“Hay mucha gente que lo usa y le roba la plata”, dijo la ex de Lázaro Báez

Cada vez que puede, aclara que lo que busca no es dinero para ella, sino garantizar lo que corresponde del patrimonio para sus hijos.

Así y todo, su objetivo central es que los cuatro herederos del clan Báez queden afuera de todas las acusaciones judiciales.

Norma Calismonte, ex esposa de Lázaro Báez, redobla la apuesta y después de haber remitido a través de sus abogados cartas documento a la familia de Claudia Insaurralde, la novia actual de la empresario patagónico, asegura que el contratista es “usado” y que hay gente que “le roba la plata”.

En 2013, la Justicia le adjudicó a Báez un patrimonio de U$S 205 millones. Lo hizo el Tribunal de Tasaciones de la Nación, al otorgarle valor a las 1.412 propiedades y vehículos que le detectaron al empresario en más de 120 allanamientos realizados en ocho provincias diferentes.

Un hotel cinco estrellas sin inaugurar, casas desde las más simples a otras con mayores comodidades, cabañas, terrenos, locales comerciales, chacras con canchas de fútbol, una sede deportiva, un parque automotor de 947 vehículos de los más variados, medio centenar de estancias y campos, edificios de departamentos, cocheras y galpones son parte del cuantioso y variado patrimonio del empresario K, que para mayo de 2003 sólo era monotributista y tenía una casa en un barrio social en Río Gallegos.

Los bienes se encuentran cautelados por la justicia, pero Norma Calismonte -divorciada de Lázaro desde noviembre de 2015- busca garantizar para sus cuatro hijos “lo que les corresponde”, como reitera cada vez que puede. Es que ese millonario patrimonio se convirtió en foco de disputas.

La mayor cantidad de los bienes que la justicia sostiene que Báez compró de forma ilícita se encuentra radicada en Santa Cruz y el control sobre las mismas, a 3.000 kilómetros de distancia, se volvió una tarea compleja para la justicia. Se denunciaron robos, desmanes, entraderas, usurpaciones. Así, la familia Báez veía con el correr del tiempo el deterioro de muchas propiedades.

A esa situación se sumó otra: desde la cárcel Lázaro Báez emitió diversos poderes de administración a abogados y otras personas de su confianza. Esto devino en una serie de planteos formulados por los abogados Roberto Herrera y Alejandro Baldini, representantes de Norma Calismonte.

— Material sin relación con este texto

//! Search execution and lifecycle management

use super::models::{SearchOutcome, SearchState, CANCELLED_MESSAGE};
use super::service::SearchService;
use crate::error::{InputError, ServiceError};
use crate::query::{QueryDescriptor, RawInput, ValidationRules};
use std::time::{Duration, Instant};
use tokio::sync::watch;
use tokio::time::timeout;
use tracing::{debug, info, warn};

/// Drives one search at a time against a [`SearchService`].
///
/// The current [`SearchState`] lives in a watch channel: the orchestrator is
/// the only writer, renderers [`subscribe`](Orchestrator::subscribe) to it.
pub struct Orchestrator<S> {
    /// Backend that answers searches
    service: S,
    /// Checks applied before issuing a request
    rules: ValidationRules,
    /// Upper bound on a single search, on top of any transport timeout
    max_duration: Option<Duration>,
    state: watch::Sender<SearchState>,
}

impl<S: SearchService> Orchestrator<S> {
    /// Create an idle orchestrator
    pub fn new(service: S) -> Self {
        let (state, _) = watch::channel(SearchState::Idle);
        Self {
            service,
            rules: ValidationRules::default(),
            max_duration: None,
            state,
        }
    }

    /// Set validation rules
    pub fn with_rules(mut self, rules: ValidationRules) -> Self {
        self.rules = rules;
        self
    }

    /// Bound how long a search may stay in flight
    pub fn with_max_duration(mut self, limit: Duration) -> Self {
        self.max_duration = Some(limit);
        self
    }

    /// Snapshot of the current state
    pub fn state(&self) -> SearchState {
        self.state.borrow().clone()
    }

    /// Receive every state transition
    pub fn subscribe(&self) -> watch::Receiver<SearchState> {
        self.state.subscribe()
    }

    /// Whether a new search may be submitted right now
    pub fn can_submit(&self, raw: &RawInput) -> bool {
        !raw.is_blank() && !self.state.borrow().is_searching()
    }

    /// Run a search for the given form input and return the resulting state.
    ///
    /// Blank text and submissions made while another search is in flight
    /// leave the state untouched and issue no request.
    pub async fn search(&self, raw: &RawInput) -> SearchState {
        let descriptor = match self.rules.check(raw) {
            Ok(descriptor) => descriptor,
            Err(InputError::EmptyText) => {
                debug!("Ignoring search with blank text");
                return self.state();
            }
            Err(err) => {
                warn!("Rejected search input: {}", err);
                let failed = SearchState::Failed(err.to_string());
                if !self.replace_unless_searching(failed.clone()) {
                    return self.state();
                }
                return failed;
            }
        };

        let Some(in_flight) = InFlight::begin(&self.state) else {
            debug!("Search already in flight, ignoring submission");
            return self.state();
        };

        let next = self.run(&descriptor).await;
        in_flight.finish(next.clone());
        next
    }

    async fn run(&self, descriptor: &QueryDescriptor) -> SearchState {
        info!(
            "Searching for '{}' (results: {}, pages: {}..{})",
            descriptor.text,
            descriptor.result_count,
            descriptor.min_pages,
            descriptor
                .max_pages
                .map(|max| max.to_string())
                .unwrap_or_default()
        );

        let start = Instant::now();
        let result = match self.max_duration {
            Some(limit) => match timeout(limit, self.service.search(descriptor)).await {
                Ok(result) => result,
                Err(_) => Err(ServiceError::Timeout),
            },
            None => self.service.search(descriptor).await,
        };
        let elapsed = start.elapsed();

        match result {
            Ok(reply) => {
                let outcome = SearchOutcome::from_reply(reply, elapsed);
                info!(
                    "Search returned {} links in {:?}",
                    outcome.links().len(),
                    elapsed
                );
                SearchState::Succeeded(outcome)
            }
            Err(err) => {
                warn!("Search failed after {:?}: {}", elapsed, err);
                SearchState::Failed(err.user_message())
            }
        }
    }

    fn replace_unless_searching(&self, next: SearchState) -> bool {
        self.state.send_if_modified(move |state| {
            if state.is_searching() {
                return false;
            }
            *state = next;
            true
        })
    }
}

/// Marks the state as searching for as long as it lives.
///
/// Dropping it without [`finish`](InFlight::finish) (the search future was
/// cancelled) resolves the state to a failure so it never stays searching.
struct InFlight<'a> {
    state: &'a watch::Sender<SearchState>,
    finished: bool,
}

impl<'a> InFlight<'a> {
    /// Atomically move to searching, unless a search is already running
    fn begin(state: &'a watch::Sender<SearchState>) -> Option<Self> {
        let started = state.send_if_modified(|current| {
            if current.is_searching() {
                return false;
            }
            *current = SearchState::Searching;
            true
        });

        started.then_some(Self {
            state,
            finished: false,
        })
    }

    fn finish(mut self, next: SearchState) {
        self.state.send_replace(next);
        self.finished = true;
    }
}

impl Drop for InFlight<'_> {
    fn drop(&mut self) {
        if !self.finished {
            warn!("Search dropped while in flight");
            self.state
                .send_replace(SearchState::Failed(CANCELLED_MESSAGE.to_string()));
        }
    }
}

Como contó Clarín, la ex esposa del empresario K buscando determinar cuál es el monto total del patrimonio que reclamará cuando los juicios orales concluyan y la justicia determine si decomisa la totalidad de las 1.412 propiedades. La mujer sostiene que alrededor de su ex esposo hay gente que “lo usa”.

Ante personas de su máxima confianza, la ex esposa de Báez se sinceró: “Ahora que está con prisión domiciliaria, espero que (Lázaro) vea quién le quita la plata”.

Según indicaron los abogados de Calismonte, el usufructo de unas cabañas ubicadas en la localidad de 20 e Noviembre está en la mira. Esas cabañas están a cargo de familiares de Claudia Insaurralde, novia actual de Báez. Por tal motivo, remitieron cartas documento para que informen cuánto dinero perciben por la explotación de los inmuebles y a dónde se dirigen esos fondos. Los abogados cuentan con recibos en base a los cuales avanzaron con las intimaciones, de las cuales no recibieron ninguna respuesta.

La tensión crece mientras el empresario K cumple su primera semana fuera del penal de Ezeiza, al que había ingresado en abril de 2016 acusado de lavado de dinero. Ahora cumple arresto domiciliario junto a Insaurralde en una casa de dirección desconocida. Su ex esposa no duda que ella “lo usa para su beneficio”, según indicaron allegados a Clarín.

Los reclamos por el manejo de fondos que no van a las cuentas judiciales ni a la familia Báez no son recientes. A comienzos de año, los abogados Herrera y Baldini intimaron al ex yerno del empresario K, Marcos Muller, que era responsable de administrar parte de los bienes del grupo empresarial y que ahora se dedica al rubro petrolero.

Calismonte le reclamó un detalle de los movimientos de dinero, de los bienes alquilados y vendidos bajo su administración. Esta situación se replicó con otros administradores nombrados por Báez. Creen que aún manejan dinero sin rendirlo a la justicia ni a la familia. Estiman que son más de 2 millones de pesos por mes que circulan sin controles.

“Hay personas que lo están esquilmando con ventas y alquileres de máquinas y camionetas. Y hay un grupo de abogados que perciben montos millonarios de alquileres”, explicaron en su ocasión los abogados.